Hij moet lucht hebben! Hij zal een eind den weg oploopen..., maar hoort hij daar niet roepen? Neen, 't is verbeelding geweest! Maar toch, hij moet terug, hij mag haar niet alleen laten, alleen met al die ongevoelige menschen, die het maar niet begrijpen willen, dat ze in gevaar verkeert; die niet weten hoe zwak en teer ze is, zijn dierbare engel. Veel te zwak en te teer voor wat ze nu heeft door te staan... O God! als het eens niet goed afliep... als..
Hij stormt weer naar huis, en komt binnen om iedereen in den weg te loopen en zich daarvan volkomen bewust te zijn.
En dan spreekt men nog van de ure der benauwdheid voor de vrouw!
"Ik geloof dat het niet lang meer duren zal," spreekt de Esculaap en Emile beeft waar hij staat.
Daar roept Dora zijn naam; ze smeekt hem toch vooral dicht bij haar te blijven, hij knielt voor haar neder en tracht haar moed in te spreken, haar te wijzen op het geluk dat haar wacht..., eensklaps voelt ze een traan op haar hand; ze strijkt met de bevende vingeren over zijn ontroerd gelaat en als ze daar nog meer tranen vindt, sluit ze de oogen met een dankbaren, gelukkigen glimlach.
Hij blijft haar hand vasthouden - dat doet haar goed, heeft ze gezegd - hij schikt de kussens terecht; hij

[171:]

wuift haar koelte toe, hij is dan toch niet zoo geheel onbruikbaar als die anderen schijnen te meenen…
Maar hoe maakt weldra zijn verontwaardiging jegens "die anderen," voor dankbaarheid plaats.
"Kasian! kasian," roept de zoo zwaar miskende moeder Broks en met de teederheid eener moeder en de handigheid van eene oude baker steunt en helpt ze; soms loopt ze iets omver, of trapt ze iemand op de voeten; ook schijnt ze een onweerstaanbare behoefte te hebben om ieder in de handen te knijpen, maar telkens weer klinkt haar bemoedigend: kasian! telkens vat ze haar taak weer op…
Ook den dokter dien hij straks een ongevoelig monster schold, had hij nu wel willen omhelzen, als hij ziet hoe zacht en geduldig hij is, als hij hem de zweetdruppelen van het voorhoofd ziet wisschen, om van tijd tot tijd, bevangen door een plotselinge vrees voor beroerte aan zijn das te trekken, of naar buiten te vliegen in wilde vaart…

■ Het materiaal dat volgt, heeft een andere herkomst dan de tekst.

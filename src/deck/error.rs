use super::Section;
use thiserror::Error;

#[derive(Debug, Error)]
pub enum Error {
    #[error("I/O operation failed: {source}")]
    Io {
        #[from]
        source: std::io::Error,
    },

    #[error("malformed input deck: {details} (at line {line})")]
    MalformedInput { line: usize, details: String },

    #[error("failed to parse {section} card '{card}', field {field}: {details}")]
    Parse {
        section: Section,
        card: String,
        field: usize,
        details: String,
    },
}

impl Error {
    pub fn malformed(line: usize, details: impl Into<String>) -> Self {
        Self::MalformedInput {
            line,
            details: details.into(),
        }
    }

    pub fn parse(
        section: Section,
        card: impl Into<String>,
        field: usize,
        details: impl Into<String>,
    ) -> Self {
        Self::Parse {
            section,
            card: card.into(),
            field,
            details: details.into(),
        }
    }
}
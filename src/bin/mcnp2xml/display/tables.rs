use std::collections::BTreeMap;
use std::io::{self, Write};

use mcnp_adapter::TargetModel;
use mcnp_adapter::deck::Deck;

use crate::util::text::truncate;

const INDENT: &str = "      ";

const BOX_INNER_WIDTH: usize = 62;
const SAFE_TABLE_WIDTH: usize = BOX_INNER_WIDTH - INDENT.len();

const MAX_ROWS: usize = 12;

pub fn print_deck_info(deck: &Deck) {
    let stderr = io::stderr();
    let mut out = stderr.lock();

    let rows = vec![
        ("Title", deck.title.trim().to_string()),
        ("Cell Cards", deck.cells.len().to_string()),
        ("Surface Cards", deck.surfaces.len().to_string()),
        ("Materials", deck.materials.len().to_string()),
        ("Thermal Tables", deck.thermals.len().to_string()),
        ("Transformations", deck.transformations.len().to_string()),
        ("Other Data Cards", deck.passthrough.len().to_string()),
    ];

    print_kv_table(&mut out, "Deck Summary", &rows);
}

pub fn print_model_summary(model: &TargetModel) {
    let stderr = io::stderr();
    let mut out = stderr.lock();

    let mut rows = vec![
        ("Cells", model.cells.len().to_string()),
        ("Surfaces", model.surfaces.len().to_string()),
        ("Materials", model.materials.len().to_string()),
        ("Universes", model.universes.len().to_string()),
    ];

    let bounds = model.bounding_box();
    if bounds.is_finite() && !bounds.is_empty() {
        rows.push(("Lower Corner", format_point(bounds.lower)));
        rows.push(("Upper Corner", format_point(bounds.upper)));
    }
    rows.push(("Source", format_point(model.settings.source)));

    print_kv_table(&mut out, "Model Summary", &rows);
}

pub fn print_surface_types(model: &TargetModel) {
    let mut counts: BTreeMap<String, usize> = BTreeMap::new();
    for surface in model.surfaces.values() {
        *counts.entry(surface.kind.type_name()).or_insert(0) += 1;
    }
    if counts.is_empty() {
        return;
    }

    let mut sorted: Vec<_> = counts.into_iter().collect();
    sorted.sort_by(|a, b| b.1.cmp(&a.1));

    let stderr = io::stderr();
    let mut out = stderr.lock();
    print_distribution_table(&mut out, "Surface Types", &sorted, model.surfaces.len());
}

fn format_point(p: [f64; 3]) -> String {
    format!("({:.3}, {:.3}, {:.3})", p[0], p[1], p[2])
}

fn print_distribution_table(
    out: &mut impl Write,
    title: &str,
    data: &[(String, usize)],
    total: usize,
) {
    let name_w = 12usize;
    let count_w = 6usize;
    let sep_overhead = 6;
    let dist_w = SAFE_TABLE_WIDTH.saturating_sub(name_w + count_w + sep_overhead);
    let max_bar_width = dist_w.saturating_sub(8).min(20);

    let _ = writeln!(
        out,
        "{}┌─ {} ─┐",
        INDENT,
        truncate(title, SAFE_TABLE_WIDTH - 6)
    );
    let _ = writeln!(
        out,
        "{}┌{}┬{}┬{}┐",
        INDENT,
        "─".repeat(name_w + 2),
        "─".repeat(count_w + 2),
        "─".repeat(dist_w + 2)
    );
    let _ = writeln!(
        out,
        "{}│ {:<name_w$} │ {:>count_w$} │ {:<dist_w$} │",
        INDENT, "Type", "Count", "Distribution"
    );
    let _ = writeln!(
        out,
        "{}├{}┼{}┼{}┤",
        INDENT,
        "─".repeat(name_w + 2),
        "─".repeat(count_w + 2),
        "─".repeat(dist_w + 2)
    );

    for (name, count) in data.iter().take(MAX_ROWS) {
        let pct = (*count as f64 / total as f64) * 100.0;
        let dist_cell = format!("{}  {:>5.1}%", make_bar(pct, max_bar_width), pct);
        let _ = writeln!(
            out,
            "{}│ {:<name_w$} │ {:>count_w$} │ {:<dist_w$} │",
            INDENT,
            truncate(name, name_w),
            count,
            dist_cell
        );
    }

    if data.len() > MAX_ROWS {
        let _ = writeln!(
            out,
            "{}│ {:<name_w$} │ {:>count_w$} │ {:<dist_w$} │",
            INDENT,
            "...",
            "...",
            format!("({} more types)", data.len() - MAX_ROWS)
        );
    }

    let _ = writeln!(
        out,
        "{}└{}┴{}┴{}┘",
        INDENT,
        "─".repeat(name_w + 2),
        "─".repeat(count_w + 2),
        "─".repeat(dist_w + 2)
    );
}

fn print_kv_table(out: &mut impl Write, title: &str, rows: &[(&str, String)]) {
    let key_w = 16usize;
    let sep_overhead = 6;
    let val_w = SAFE_TABLE_WIDTH.saturating_sub(key_w + sep_overhead);

    let _ = writeln!(
        out,
        "{}┌─ {} ─┐",
        INDENT,
        truncate(title, SAFE_TABLE_WIDTH - 6)
    );
    let _ = writeln!(
        out,
        "{}┌{}┬{}┐",
        INDENT,
        "─".repeat(key_w + 2),
        "─".repeat(val_w + 2)
    );
    let _ = writeln!(
        out,
        "{}│ {:<key_w$} │ {:>val_w$} │",
        INDENT, "Metric", "Value"
    );
    let _ = writeln!(
        out,
        "{}├{}┼{}┤",
        INDENT,
        "─".repeat(key_w + 2),
        "─".repeat(val_w + 2)
    );

    for (key, val) in rows {
        let _ = writeln!(
            out,
            "{}│ {:<key_w$} │ {:>val_w$} │",
            INDENT,
            truncate(key, key_w),
            truncate(val, val_w)
        );
    }

    let _ = writeln!(
        out,
        "{}└{}┴{}┘",
        INDENT,
        "─".repeat(key_w + 2),
        "─".repeat(val_w + 2)
    );
}

fn make_bar(pct: f64, max_width: usize) -> String {
    let filled = ((pct / 100.0) * max_width as f64).round() as usize;
    let empty = max_width.saturating_sub(filled);
    format!("{}{}", "█".repeat(filled), "░".repeat(empty))
}
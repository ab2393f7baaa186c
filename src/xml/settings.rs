use std::io::{self, Write};

use super::{join, write_declaration};
use crate::model::target::TargetModel;

pub fn write_settings<W: Write>(mut writer: W, model: &TargetModel) -> io::Result<()> {
    let settings = &model.settings;
    write_declaration(&mut writer)?;
    writeln!(writer, "<settings>")?;
    writeln!(writer, "  <run_mode>eigenvalue</run_mode>")?;
    writeln!(writer, "  <particles>{}</particles>", settings.particles)?;
    writeln!(writer, "  <batches>{}</batches>", settings.batches)?;
    writeln!(writer, "  <inactive>{}</inactive>", settings.inactive)?;
    writeln!(
        writer,
        "  <source particle=\"neutron\" strength=\"1.0\" type=\"independent\">"
    )?;
    writeln!(writer, "    <space type=\"point\">")?;
    writeln!(
        writer,
        "      <parameters>{}</parameters>",
        join(settings.source)
    )?;
    writeln!(writer, "    </space>")?;
    writeln!(writer, "  </source>")?;
    writeln!(writer, "  <output>")?;
    writeln!(writer, "    <summary>{}</summary>", settings.summary)?;
    writeln!(writer, "  </output>")?;
    writeln!(writer, "</settings>")?;
    writer.flush()
}
pub mod text;
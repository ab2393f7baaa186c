use std::path::PathBuf;

use clap::Parser;

#[derive(Parser)]
#[command(
    name = "mcnp2xml",
    about = "Convert an MCNP input deck into OpenMC XML input files",
    version,
    author,
    before_help = crate::display::banner_for_help()
)]
pub struct Cli {
    /// MCNP input deck
    #[arg(value_name = "INPUT")]
    pub input: PathBuf,

    /// Directory receiving geometry.xml, materials.xml and settings.xml
    #[arg(short, long, value_name = "DIR", default_value = ".")]
    pub output: PathBuf,

    /// Run settings (TOML) replacing the built-in defaults
    #[arg(long, value_name = "FILE")]
    pub settings: Option<PathBuf>,

    /// Keep imp:n=0 cells instead of turning them into vacuum boundaries
    #[arg(long)]
    pub keep_imp_zero: bool,

    /// Keep px/py/pz surfaces as general planes
    #[arg(long)]
    pub no_plane_reduction: bool,

    /// Let cells share one surface where several cards describe the same
    /// surface
    #[arg(long)]
    pub merge_surfaces: bool,

    /// Suppress progress output (for scripting)
    #[arg(short, long)]
    pub quiet: bool,
}

pub fn parse() -> Cli {
    Cli::parse()
}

Daar klinkt een kreet, een kreet, die in ieder ander oogenblik een wanklank zou genoemd worden, die nu al de aanwezigen in de ooren klinkt als hemelsche muziek.
"O God!... Dora!" En dan wordt er geen geluid meer vernomen.
Want, er is op deze aarde één gevoel te groot, te rijk, te heilig, dan dat er woorden voor zouden gevonden worden in eenige taal; 't is het gevoel, dat nu de borst doorstroomt van den gelukkige die zich luid snikkend heeft neergeworpen voor de sponde, waarop zijn kind rust in de armen zijner gade.